*** Opening Material for this exercise ***

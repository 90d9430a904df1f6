//! Participant requirements: who takes part and which teams they must receive.

use crate::models::team::TeamId;
use serde::{Deserialize, Serialize};

/// Identifier of a participant (user) as given by the caller.
pub type ParticipantId = String;

/// What one participant asks for.
#[derive(Clone, Debug, Default, Eq, PartialEq, Serialize, Deserialize)]
pub struct ParticipantRequirement {
    pub participant_id: ParticipantId,
    /// Number of teams the participant asked for. Carried through, but shares are
    /// handed out round-robin and are not bounded by it.
    pub desired_slot_count: u32,
    /// Teams that must end up in this participant's slots.
    pub required_team_ids: Vec<TeamId>,
}

impl ParticipantRequirement {
    pub fn new(
        participant_id: impl Into<ParticipantId>,
        desired_slot_count: u32,
        required_team_ids: Vec<TeamId>,
    ) -> Self {
        Self {
            participant_id: participant_id.into(),
            desired_slot_count,
            required_team_ids,
        }
    }
}
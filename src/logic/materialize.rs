//! Resolve the team ids of built tournaments into full team records for output.

use crate::catalog::TeamCatalog;
use crate::models::{
    Group, GroupView, MaterializeError, SlotView, Team, TeamId, Tournament, TournamentView,
};
use std::collections::{HashMap, HashSet};

/// Converts tournaments into their response shape using one batched catalog lookup per call.
#[derive(Clone, Debug)]
pub struct Materializer<C> {
    catalog: C,
}

impl<C: TeamCatalog> Materializer<C> {
    pub fn new(catalog: C) -> Self {
        Self { catalog }
    }

    /// Resolve every slot of every tournament.
    ///
    /// Fails with [`MaterializeError::UnresolvedTeam`] if the catalog does not return a
    /// referenced team.
    pub fn materialize(
        &self,
        tournaments: &[Tournament],
    ) -> Result<Vec<TournamentView>, MaterializeError> {
        let ids = distinct_team_ids(tournaments);
        let resolved: HashMap<TeamId, Team> = if ids.is_empty() {
            HashMap::new()
        } else {
            self.catalog
                .teams_by_id(&ids)?
                .into_iter()
                .map(|t| (t.id.clone(), t))
                .collect()
        };

        tournaments
            .iter()
            .map(|t| tournament_view(t, &resolved))
            .collect()
    }
}

fn distinct_team_ids(tournaments: &[Tournament]) -> Vec<TeamId> {
    let mut seen = HashSet::new();
    tournaments
        .iter()
        .flat_map(Tournament::slots)
        .map(|slot| slot.team_id())
        .filter(|id| seen.insert(*id))
        .map(str::to_owned)
        .collect()
}

fn tournament_view(
    tournament: &Tournament,
    resolved: &HashMap<TeamId, Team>,
) -> Result<TournamentView, MaterializeError> {
    let groups = tournament
        .groups()
        .iter()
        .map(|g| group_view(g, resolved))
        .collect::<Result<Vec<_>, _>>()?;

    Ok(TournamentView {
        id: tournament.id(),
        groups_count: tournament.group_count(),
        teams_per_group: tournament.group_size(),
        generated_at: tournament.generated_at(),
        groups,
    })
}

fn group_view(
    group: &Group,
    resolved: &HashMap<TeamId, Team>,
) -> Result<GroupView, MaterializeError> {
    let team_slots = group
        .filled_slots()
        .map(|slot| {
            let team = resolved
                .get(slot.team_id())
                .ok_or_else(|| MaterializeError::UnresolvedTeam(slot.team_id().to_owned()))?;
            Ok(SlotView {
                user_id: slot.participant_id().to_owned(),
                team: team.clone(),
            })
        })
        .collect::<Result<Vec<_>, MaterializeError>>()?;

    Ok(GroupView {
        name: group.name().to_owned(),
        team_slots,
    })
}
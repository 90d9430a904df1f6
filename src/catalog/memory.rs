//! File-backed catalog held in memory.

use super::{check_shape, CatalogError, SortField, TeamCatalog, NO_LIMIT};
use crate::models::{Team, TeamId};
use std::collections::{HashMap, HashSet};
use std::fs::File;
use std::io::Read;
use std::path::Path;

/// Catalog over a fixed list of teams, loaded once at start-up.
#[derive(Clone, Debug, Default)]
pub struct InMemoryCatalog {
    teams: Vec<Team>,
    by_id: HashMap<TeamId, usize>,
}

impl InMemoryCatalog {
    /// Build from team records. Every record must have a non-empty, unique id and a finite rating.
    pub fn new(teams: Vec<Team>) -> Result<Self, CatalogError> {
        let mut by_id = HashMap::with_capacity(teams.len());
        for (index, team) in teams.iter().enumerate() {
            check_shape(team)?;
            if by_id.insert(team.id.clone(), index).is_some() {
                return Err(CatalogError::TeamShape(format!(
                    "team id `{}` appears more than once",
                    team.id
                )));
            }
        }
        Ok(Self { teams, by_id })
    }

    /// Load CSV with header `id,name,league,rating`.
    pub fn from_csv_reader<R: Read>(reader: R) -> Result<Self, CatalogError> {
        let mut rdr = csv::Reader::from_reader(reader);
        let mut teams = Vec::new();
        for record in rdr.deserialize::<Team>() {
            teams.push(record.map_err(csv_error)?);
        }
        Self::new(teams)
    }

    /// Load a JSON array of team objects.
    pub fn from_json_reader<R: Read>(reader: R) -> Result<Self, CatalogError> {
        let teams: Vec<Team> = serde_json::from_reader(reader).map_err(|e| {
            if e.is_io() {
                CatalogError::Lookup(e.to_string())
            } else {
                CatalogError::TeamShape(e.to_string())
            }
        })?;
        Self::new(teams)
    }

    /// Load from a `.csv` or `.json` file.
    pub fn from_path(path: impl AsRef<Path>) -> Result<Self, CatalogError> {
        let path = path.as_ref();
        let file = File::open(path)
            .map_err(|e| CatalogError::Lookup(format!("{}: {}", path.display(), e)))?;
        match path.extension().and_then(|ext| ext.to_str()) {
            Some(ext) if ext.eq_ignore_ascii_case("csv") => Self::from_csv_reader(file),
            Some(ext) if ext.eq_ignore_ascii_case("json") => Self::from_json_reader(file),
            _ => Err(CatalogError::Lookup(format!(
                "{}: expected a .csv or .json file",
                path.display()
            ))),
        }
    }

    pub fn len(&self) -> usize {
        self.teams.len()
    }

    pub fn is_empty(&self) -> bool {
        self.teams.is_empty()
    }
}

fn csv_error(e: csv::Error) -> CatalogError {
    if e.is_io_error() {
        return CatalogError::Lookup(e.to_string());
    }
    match e.position() {
        Some(pos) => CatalogError::TeamShape(format!("line {}: {}", pos.line(), e)),
        None => CatalogError::TeamShape(e.to_string()),
    }
}

impl TeamCatalog for InMemoryCatalog {
    fn search_teams(
        &self,
        min_rating: f64,
        leagues: &[String],
        sort: SortField,
        limit: usize,
    ) -> Result<Vec<Team>, CatalogError> {
        let mut found: Vec<Team> = self
            .teams
            .iter()
            .filter(|t| t.rating >= min_rating)
            .filter(|t| leagues.is_empty() || leagues.iter().any(|l| *l == t.league))
            .cloned()
            .collect();
        match sort {
            SortField::Rating => found.sort_by(|a, b| b.rating.total_cmp(&a.rating)),
            SortField::Name => found.sort_by(|a, b| a.name.cmp(&b.name)),
        }
        if limit != NO_LIMIT {
            found.truncate(limit);
        }
        Ok(found)
    }

    fn teams_by_id(&self, ids: &[TeamId]) -> Result<Vec<Team>, CatalogError> {
        let mut seen = HashSet::with_capacity(ids.len());
        Ok(ids
            .iter()
            .filter(|id| seen.insert(*id))
            .filter_map(|id| self.by_id.get(id))
            .map(|&index| self.teams[index].clone())
            .collect())
    }
}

*** Closing Material for this exercise ***

Instructions to follow: Note every line of the entries in which "must" appears, and copy it down.

Answer section:
//! Participant requirements: who takes part and which teams they must receive.
    /// Teams that must end up in this participant's slots.
    /// Build from team records. Every record must have a non-empty, unique id and a finite rating.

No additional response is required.